Simple Summary The use of surveillance videos of animals is an important method for monitoring them, as animals often behave differently in the presence of humans. Moreover, the presence of humans can be a source of stress for the animals and can lead to changes in behavior. Extensive video material of red foxes has been recorded as part of a vaccine study. Since manual analysis of videos is both time-consuming and costly, we performed an analysis using a computer vision application in the present study. This made it possible to automatically analyze the videos and monitor animal activity and residency patterns without human interference. In this study, we used the computer vision architecture 'you only look once' version 4 (YOLOv4) to detect foxes and monitor their movement and, thus, their activity. Computer vision thereby outperforms manual and sensor-based exhaustive monitoring of the animals. Animal activity is an indicator for its welfare and manual observation is time and cost intensive. To this end, automatic detection and monitoring of live captive animals is of major importance for assessing animal activity, and, thereby, allowing for early recognition of changes indicative for diseases and animal welfare issues. We demonstrate that machine learning methods can provide a gap-less monitoring of red foxes in an experimental lab-setting, including a classification into activity patterns. Therefore, bounding boxes are used to measure fox movements, and, thus, the activity level of the animals. We use computer vision, being a non-invasive method for the automatic monitoring of foxes.
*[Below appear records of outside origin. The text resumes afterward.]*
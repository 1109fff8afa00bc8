mod automation;
mod ban;
mod cache;
mod capabilities;
mod config;
mod device;
mod error;
mod events;
mod gateway;
mod groups;
mod handlers;
mod ieee;
mod mqtt;
mod mqtt_queue;
mod overrides;
mod radio;
mod resilience;
mod stats;
mod storage;
mod zones;

use std::path::PathBuf;

use tracing_subscriber::EnvFilter;

use config::GatewayConfig;
use gateway::Gateway;
use radio::{DriverFactory, SimulatedFactory};

#[tokio::main]
async fn main() -> anyhow::Result<()> {
    // Initialize tracing
    tracing_subscriber::fmt()
        .with_env_filter(
            EnvFilter::try_from_default_env()
                .unwrap_or_else(|_| EnvFilter::new("info,waggle=debug")),
        )
        .init();

    tracing::info!("Starting waggle v{}", env!("CARGO_PKG_VERSION"));

    let config_path = std::env::var("WAGGLE_CONFIG")
        .map(PathBuf::from)
        .unwrap_or_else(|_| PathBuf::from("./config.yaml"));
    let config = GatewayConfig::load(&config_path)?;

    let simulate = std::env::args().any(|a| a == "--simulate")
        || std::env::var("WAGGLE_SIMULATE").map(|v| v == "1").unwrap_or(false);

    let gateway = Gateway::new(config);

    // MQTT first so the LWT/birth contract is in place before devices
    // start reporting.
    let commands = gateway.mqtt.start();
    gateway.run_command_loop(commands);

    // Radio: the simulated backend for dry runs, the vendor adapter seam
    // otherwise.
    let factory: Box<dyn DriverFactory> = if simulate {
        tracing::warn!("Running with a simulated radio (--simulate)");
        Box::new(SimulatedFactory)
    } else {
        Box::new(radio::UnlinkedFactory)
    };

    if let Err(e) = gateway.start(factory.as_ref()).await {
        tracing::error!("Gateway startup failed: {e}");
        gateway.shutdown().await;
        return Err(e);
    }

    shutdown_signal().await;
    gateway.shutdown().await;
    tracing::info!("waggle shutdown complete");
    Ok(())
}

/// Wait for SIGTERM or SIGINT for graceful shutdown.
async fn shutdown_signal() {
    let ctrl_c = async {
        tokio::signal::ctrl_c().await.expect("failed to install Ctrl+C handler");
    };

    #[cfg(unix)]
    let terminate = async {
        tokio::signal::unix::signal(tokio::signal::unix::SignalKind::terminate())
            .expect("failed to install signal handler")
            .recv()
            .await;
    };

    #[cfg(not(unix))]
    let terminate = std::future::pending::<()>();

    tokio::select! {
        _ = ctrl_c => { tracing::info!("Received SIGINT, shutting down"); }
        _ = terminate => { tracing::info!("Received SIGTERM, shutting down"); }
    }
}
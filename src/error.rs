use thiserror::Error;

/// Stack status strings that indicate a transient fault worth retrying.
const TRANSIENT_PATTERNS: &[&str] = &[
    "DELIVERY_FAILED",
    "MAC_NO_ACK",
    "MAC_CHANNEL_ACCESS_FAILURE",
    "ERROR_EXCEEDED_MAXIMUM_ACK_TIMEOUT_COUNT",
    "EZSP_ERROR_NO_BUFFERS",
    "NETWORK_BUSY",
];

/// Stack status strings that will not improve with retries.
const PERMANENT_PATTERNS: &[&str] = &[
    "NOT_FOUND",
    "INVALID_PARAMETER",
    "INVALID_CALL",
    "TABLE_FULL",
];

/// Errors surfaced by the radio driver facade and everything above it.
#[derive(Debug, Error)]
pub enum RadioError {
    /// Transient stack-level failure (delivery, MAC contention, buffers).
    #[error("stack error: {0}")]
    Stack(String),

    /// The NCP itself faulted; routed to the resilience supervisor.
    #[error("NCP failure: {0}")]
    NcpFailure(String),

    #[error("operation timed out after {0:?}")]
    Timeout(std::time::Duration),

    #[error("device not found: {0}")]
    DeviceNotFound(String),

    #[error("no compatible radio found on {0}")]
    NoRadio(String),

    #[error("retries exhausted after {attempts} attempts: {last}")]
    RetryExhausted { attempts: u32, last: String },

    #[error("io error: {0}")]
    Io(#[from] std::io::Error),
}

impl RadioError {
    /// Classify by message, the way the vendor stacks report status: the
    /// status name is embedded in the error text.
    pub fn is_transient(&self) -> bool {
        match self {
            RadioError::Timeout(_) => true,
            RadioError::NcpFailure(_) => true,
            RadioError::DeviceNotFound(_) | RadioError::NoRadio(_) => false,
            RadioError::RetryExhausted { .. } => false,
            RadioError::Io(_) => false,
            RadioError::Stack(msg) => {
                let upper = msg.to_uppercase();
                if TRANSIENT_PATTERNS.iter().any(|p| upper.contains(p)) {
                    return true;
                }
                if PERMANENT_PATTERNS.iter().any(|p| upper.contains(p)) {
                    return false;
                }
                // Unknown status: don't retry forever on something we can't name.
                false
            }
        }
    }

    pub fn is_ncp_failure(&self) -> bool {
        matches!(self, RadioError::NcpFailure(_))
    }
}

#[cfg(test)]
mod tests {
    use super::*;
    use std::time::Duration;

    #[test]
    fn delivery_failures_are_transient() {
        assert!(RadioError::Stack("DELIVERY_FAILED".into()).is_transient());
        assert!(RadioError::Stack("mac_no_ack".into()).is_transient());
        assert!(RadioError::Stack("status NETWORK_BUSY on send".into()).is_transient());
        assert!(RadioError::Timeout(Duration::from_secs(5)).is_transient());
        assert!(RadioError::NcpFailure("RESET".into()).is_transient());
    }

    #[test]
    fn permanent_errors_are_not_retried() {
        assert!(!RadioError::Stack("NOT_FOUND".into()).is_transient());
        assert!(!RadioError::Stack("INVALID_PARAMETER".into()).is_transient());
        assert!(!RadioError::Stack("TABLE_FULL".into()).is_transient());
        assert!(!RadioError::Stack("something else".into()).is_transient());
        assert!(!RadioError::DeviceNotFound("x".into()).is_transient());
    }
}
More specifically, we train the existing algorithm 'you only look once' version 4 (YOLOv4) to detect foxes, and the trained classifier is applied to video data of an experiment involving foxes. As we show, computer evaluation outperforms other evaluation methods. Application of automatic detection of foxes can be used for detecting different movement patterns. These, in turn, can be used for animal behavioral analysis and, thus, animal welfare monitoring. Once established for a specific animal species, such systems could be used for animal monitoring in real-time under experimental conditions, or other areas of animal husbandry.